_Exercise objective_
Look through the material beneath and copy each line with the word "await".

_Dataset records_
________________

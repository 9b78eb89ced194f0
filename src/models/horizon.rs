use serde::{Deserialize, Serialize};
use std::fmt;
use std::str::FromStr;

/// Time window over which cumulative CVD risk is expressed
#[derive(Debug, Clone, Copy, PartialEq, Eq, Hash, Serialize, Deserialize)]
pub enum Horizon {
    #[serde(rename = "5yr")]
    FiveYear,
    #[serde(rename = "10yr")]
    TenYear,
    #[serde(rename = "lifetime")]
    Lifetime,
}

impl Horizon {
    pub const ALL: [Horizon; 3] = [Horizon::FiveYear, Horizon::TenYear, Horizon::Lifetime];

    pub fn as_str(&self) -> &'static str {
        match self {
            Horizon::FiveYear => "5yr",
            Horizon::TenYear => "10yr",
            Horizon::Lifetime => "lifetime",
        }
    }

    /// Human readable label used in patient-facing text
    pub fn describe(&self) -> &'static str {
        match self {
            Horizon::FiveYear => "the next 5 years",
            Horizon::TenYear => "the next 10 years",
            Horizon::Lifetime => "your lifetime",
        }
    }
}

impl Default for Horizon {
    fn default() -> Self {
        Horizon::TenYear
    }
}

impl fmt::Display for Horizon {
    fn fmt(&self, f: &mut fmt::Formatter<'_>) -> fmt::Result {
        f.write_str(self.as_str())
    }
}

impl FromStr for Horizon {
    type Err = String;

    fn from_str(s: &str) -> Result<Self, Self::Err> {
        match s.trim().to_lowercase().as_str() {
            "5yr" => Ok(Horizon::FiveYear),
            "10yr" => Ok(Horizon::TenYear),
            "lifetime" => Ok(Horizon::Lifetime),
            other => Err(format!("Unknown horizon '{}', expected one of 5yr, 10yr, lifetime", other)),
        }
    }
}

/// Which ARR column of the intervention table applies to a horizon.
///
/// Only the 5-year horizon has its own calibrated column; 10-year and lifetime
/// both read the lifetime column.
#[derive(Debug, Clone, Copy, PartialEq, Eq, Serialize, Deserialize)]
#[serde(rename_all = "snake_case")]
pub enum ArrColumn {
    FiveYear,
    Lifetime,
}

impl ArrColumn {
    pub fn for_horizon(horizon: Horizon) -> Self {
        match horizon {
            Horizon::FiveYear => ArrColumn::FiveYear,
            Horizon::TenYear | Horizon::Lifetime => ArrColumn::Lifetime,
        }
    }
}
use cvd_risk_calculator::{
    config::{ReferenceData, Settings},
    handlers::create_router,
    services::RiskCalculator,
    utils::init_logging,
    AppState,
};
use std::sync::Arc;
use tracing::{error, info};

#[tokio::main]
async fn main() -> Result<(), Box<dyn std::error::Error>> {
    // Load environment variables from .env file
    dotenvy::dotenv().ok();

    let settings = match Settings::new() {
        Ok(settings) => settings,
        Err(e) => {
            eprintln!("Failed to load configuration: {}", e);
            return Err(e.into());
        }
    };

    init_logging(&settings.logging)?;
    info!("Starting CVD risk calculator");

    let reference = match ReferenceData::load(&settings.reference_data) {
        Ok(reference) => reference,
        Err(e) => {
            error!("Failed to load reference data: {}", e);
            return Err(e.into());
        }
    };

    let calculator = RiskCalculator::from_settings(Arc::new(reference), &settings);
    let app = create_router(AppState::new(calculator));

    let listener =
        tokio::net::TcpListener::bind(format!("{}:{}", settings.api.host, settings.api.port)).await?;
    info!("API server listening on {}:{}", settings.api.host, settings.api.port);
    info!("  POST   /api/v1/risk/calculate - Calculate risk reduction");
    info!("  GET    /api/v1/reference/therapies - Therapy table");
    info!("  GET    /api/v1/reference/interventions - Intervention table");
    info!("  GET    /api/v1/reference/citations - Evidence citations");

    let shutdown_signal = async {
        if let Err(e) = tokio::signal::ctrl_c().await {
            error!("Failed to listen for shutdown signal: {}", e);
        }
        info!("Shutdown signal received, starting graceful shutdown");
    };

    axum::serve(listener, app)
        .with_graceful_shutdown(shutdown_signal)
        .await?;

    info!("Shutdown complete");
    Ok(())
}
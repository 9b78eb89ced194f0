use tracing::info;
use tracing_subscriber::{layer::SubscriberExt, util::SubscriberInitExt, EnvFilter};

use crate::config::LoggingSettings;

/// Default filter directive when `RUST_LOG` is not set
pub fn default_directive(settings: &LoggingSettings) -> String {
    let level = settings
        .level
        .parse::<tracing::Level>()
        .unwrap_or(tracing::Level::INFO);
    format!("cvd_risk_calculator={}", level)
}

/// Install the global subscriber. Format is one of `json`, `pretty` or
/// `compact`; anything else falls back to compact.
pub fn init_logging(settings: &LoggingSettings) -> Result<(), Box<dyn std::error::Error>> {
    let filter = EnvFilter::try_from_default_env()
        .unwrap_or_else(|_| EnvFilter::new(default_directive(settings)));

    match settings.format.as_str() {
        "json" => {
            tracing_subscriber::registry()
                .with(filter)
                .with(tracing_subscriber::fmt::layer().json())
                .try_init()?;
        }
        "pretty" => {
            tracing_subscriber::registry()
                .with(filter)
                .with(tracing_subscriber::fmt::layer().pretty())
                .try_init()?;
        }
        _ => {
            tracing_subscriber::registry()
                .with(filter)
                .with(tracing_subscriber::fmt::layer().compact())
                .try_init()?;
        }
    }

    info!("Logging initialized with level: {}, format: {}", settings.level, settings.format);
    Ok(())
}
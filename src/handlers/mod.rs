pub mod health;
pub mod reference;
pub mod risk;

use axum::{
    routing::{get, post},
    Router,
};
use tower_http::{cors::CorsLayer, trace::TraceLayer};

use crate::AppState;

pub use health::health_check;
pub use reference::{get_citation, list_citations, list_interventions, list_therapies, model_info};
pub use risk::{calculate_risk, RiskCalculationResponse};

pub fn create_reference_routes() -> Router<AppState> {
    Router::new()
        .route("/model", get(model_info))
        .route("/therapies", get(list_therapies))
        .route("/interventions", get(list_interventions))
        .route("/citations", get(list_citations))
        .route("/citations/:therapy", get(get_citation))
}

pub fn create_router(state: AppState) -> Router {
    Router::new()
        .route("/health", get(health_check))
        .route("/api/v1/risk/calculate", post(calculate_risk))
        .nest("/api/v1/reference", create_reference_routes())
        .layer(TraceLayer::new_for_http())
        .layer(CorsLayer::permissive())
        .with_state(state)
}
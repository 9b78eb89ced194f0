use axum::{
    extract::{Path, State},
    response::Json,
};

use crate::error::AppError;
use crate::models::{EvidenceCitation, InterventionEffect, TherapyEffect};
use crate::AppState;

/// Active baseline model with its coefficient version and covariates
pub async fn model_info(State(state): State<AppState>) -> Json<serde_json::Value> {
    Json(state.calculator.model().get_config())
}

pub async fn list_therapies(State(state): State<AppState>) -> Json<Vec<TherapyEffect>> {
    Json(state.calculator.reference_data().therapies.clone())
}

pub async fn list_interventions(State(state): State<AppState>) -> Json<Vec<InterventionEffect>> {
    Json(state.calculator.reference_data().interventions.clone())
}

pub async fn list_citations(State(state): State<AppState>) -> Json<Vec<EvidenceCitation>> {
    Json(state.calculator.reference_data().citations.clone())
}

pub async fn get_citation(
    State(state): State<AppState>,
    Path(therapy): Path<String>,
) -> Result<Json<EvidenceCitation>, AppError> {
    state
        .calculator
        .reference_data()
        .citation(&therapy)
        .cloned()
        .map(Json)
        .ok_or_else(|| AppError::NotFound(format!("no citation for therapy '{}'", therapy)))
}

________________

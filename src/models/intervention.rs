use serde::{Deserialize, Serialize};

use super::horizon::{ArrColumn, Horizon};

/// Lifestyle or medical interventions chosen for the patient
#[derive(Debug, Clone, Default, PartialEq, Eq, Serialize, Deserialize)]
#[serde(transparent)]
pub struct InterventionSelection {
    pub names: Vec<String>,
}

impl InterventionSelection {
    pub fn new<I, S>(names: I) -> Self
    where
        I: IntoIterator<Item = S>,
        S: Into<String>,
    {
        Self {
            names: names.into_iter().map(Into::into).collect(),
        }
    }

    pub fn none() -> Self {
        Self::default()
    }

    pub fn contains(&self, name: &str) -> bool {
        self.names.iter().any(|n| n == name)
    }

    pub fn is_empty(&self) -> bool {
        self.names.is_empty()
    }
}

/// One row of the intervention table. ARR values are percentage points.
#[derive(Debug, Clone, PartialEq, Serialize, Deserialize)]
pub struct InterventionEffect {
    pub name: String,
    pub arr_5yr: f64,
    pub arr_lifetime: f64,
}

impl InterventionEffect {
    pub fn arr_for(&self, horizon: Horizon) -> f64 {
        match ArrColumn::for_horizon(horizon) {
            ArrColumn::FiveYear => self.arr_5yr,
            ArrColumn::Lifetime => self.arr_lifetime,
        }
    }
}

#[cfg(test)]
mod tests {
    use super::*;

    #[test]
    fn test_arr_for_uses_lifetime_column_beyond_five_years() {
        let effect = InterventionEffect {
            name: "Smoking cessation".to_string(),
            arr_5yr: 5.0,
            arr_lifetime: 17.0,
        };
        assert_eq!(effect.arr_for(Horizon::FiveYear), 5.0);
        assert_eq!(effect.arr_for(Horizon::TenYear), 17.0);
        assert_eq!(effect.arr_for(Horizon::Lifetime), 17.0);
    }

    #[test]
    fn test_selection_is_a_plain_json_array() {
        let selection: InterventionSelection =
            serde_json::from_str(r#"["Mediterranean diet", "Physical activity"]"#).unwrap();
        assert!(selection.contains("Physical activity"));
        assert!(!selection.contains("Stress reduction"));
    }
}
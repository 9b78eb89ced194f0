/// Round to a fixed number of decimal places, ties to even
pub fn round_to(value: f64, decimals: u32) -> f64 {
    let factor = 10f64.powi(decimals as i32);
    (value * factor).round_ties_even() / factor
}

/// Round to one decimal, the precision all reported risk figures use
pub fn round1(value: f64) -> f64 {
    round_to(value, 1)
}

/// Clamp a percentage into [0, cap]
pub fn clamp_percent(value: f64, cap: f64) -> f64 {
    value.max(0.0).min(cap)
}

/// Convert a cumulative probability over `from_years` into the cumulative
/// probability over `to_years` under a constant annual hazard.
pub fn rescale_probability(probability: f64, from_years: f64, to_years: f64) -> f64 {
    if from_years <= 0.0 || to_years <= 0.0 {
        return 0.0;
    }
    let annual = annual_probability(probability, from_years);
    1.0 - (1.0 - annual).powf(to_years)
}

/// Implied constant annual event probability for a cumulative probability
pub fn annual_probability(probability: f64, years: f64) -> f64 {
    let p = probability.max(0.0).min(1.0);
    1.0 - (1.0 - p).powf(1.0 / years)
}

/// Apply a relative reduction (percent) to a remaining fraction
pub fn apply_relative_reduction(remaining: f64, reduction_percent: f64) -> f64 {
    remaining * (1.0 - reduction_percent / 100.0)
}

________________

_Answer to this exercise_
        tokio::net::TcpListener::bind(format!("{}:{}", settings.api.host, settings.api.port)).await?;
        if let Err(e) = tokio::signal::ctrl_c().await {
        .await?;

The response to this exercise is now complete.